We had a regular rival in the large school across the freeway. I once tried to convince one of them that our school was much better than theirs because my graduating class had produced SIX National Merit Scholars from our smaller graduating class while they only produced one. Clearly our small school was superior.
Not necessarily, says Tabarrok:
The problem is that because small school don't have a lot of students, scores are much more variable. If for random reasons a few geniuses happen to enroll one year in a small school scores jump up and if a few extra dullards enroll the next year scores fall.
Thus, for purely random reasons we would expect small schools to be among the best performing schools in any given year. Of course we would also expect small schools to be among the worst performing schools in any given year! And in fact, once we look at all the data this is exactly what we see.
Reversion to the mean. It bites in music and development as well, as Easterly and I have recently discussed.
The first answer many people will reach for is that we need longitudinal/panel data rather than cross-sectional to solve this. Panel data is just as prone to this bias as well. The issue is what you're clustering. In Tabarrok's example, we are clustering students within a school. Panel data adds another dimension, but does not remove by itself that fact, nor that by adding another dimension we have another way to cause the same problem! If we have thirty years' data for one school and five years' for another, randomness will affect the results in the exact same way. In development, if we have 70 years' data for one country and only 10 for another, the same problem happens.

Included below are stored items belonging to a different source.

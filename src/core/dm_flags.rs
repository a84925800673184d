// This Source Code Form is subject to the terms of the Mozilla Public
// License, v. 2.0. If a copy of the MPL was not distributed with this
// file, You can obtain one at http://mozilla.org/MPL/2.0/.

bitflags! {
    /// Flags used by devicemapper, both in requests and in responses.
    #[derive(Default)]
    pub struct DmFlags: u32 {
        /// In: Device should be read-only.
        /// Out: Device is read-only.
        const DM_READONLY             = 1;
        /// In: Device should be suspended.
        /// Out: Device is suspended.
        const DM_SUSPEND              = 1 << 1;
        /// In: Use passed-in minor number.
        const DM_PERSISTENT_DEV       = 1 << 3;
        /// In: STATUS command returns table info instead of status.
        const DM_STATUS_TABLE         = 1 << 4;
        /// Out: Active table is present.
        const DM_ACTIVE_PRESENT       = 1 << 5;
        /// Out: Inactive table is present.
        const DM_INACTIVE_PRESENT     = 1 << 6;
        /// Out: Passed-in buffer was too small.
        const DM_BUFFER_FULL          = 1 << 8;
        /// In: Do not calculate the device's open count.
        const DM_SKIP_BDGET           = 1 << 9;
        /// In: Avoid freezing filesystems when suspending.
        const DM_SKIP_LOCKFS          = 1 << 10;
        /// In: Suspend without flushing queued I/Os.
        const DM_NOFLUSH              = 1 << 11;
        /// In: Query inactive table instead of active.
        const DM_QUERY_INACTIVE_TABLE = 1 << 12;
        /// Out: A uevent was generated, the caller may need to wait for it.
        const DM_UEVENT_GENERATED     = 1 << 13;
        /// In: Rename affects UUID field, not name field.
        const DM_UUID                 = 1 << 14;
        /// In: All buffers are wiped after use. Use when handling crypto keys.
        const DM_SECURE_DATA          = 1 << 15;
        /// Out: A message generated output data.
        const DM_DATA_OUT             = 1 << 16;
        /// In: Do not remove in-use devices.
        /// Out: Device scheduled to be removed when closed.
        const DM_DEFERRED_REMOVE      = 1 << 17;
        /// Out: Device is suspended internally.
        const DM_INTERNAL_SUSPEND     = 1 << 18;
    }
}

A second answer is that we need to grab RCTs. This again is not an automatic answer. Suppose you roll out a new program and test it in a few villages first while collecting national data. The villages are selected randomly, and let's assume that everything runs perfectly with the study and there is absolutely no cause for concern about cross-contamination or behavioral effects or anything. The results from villages with smaller populations will depend more on randomness than the results from larger villages, and the results from a few villages will vary more than the results from many villages. You can't rule out completely that it wasn't luck that helped those particular villages do better than the national average, so you need to adjust your standard errors to reflect the cluster size differences.
The right answer is that we need to account for the effects of sample size in generating our statistics. If we forget to do that, we can come to incorrect conclusions.
* - This is how you know economists are bad at telling jokes. Anyone else would have typed "It was SO small ..." and ended with something mildly witty, like "the valedictorian and the cheerleader captain were the same person" or "I would tell my teachers I couldn't finish my paper because someone had already checked out the book from the library." But the economist types "sufficiently small." Pfft.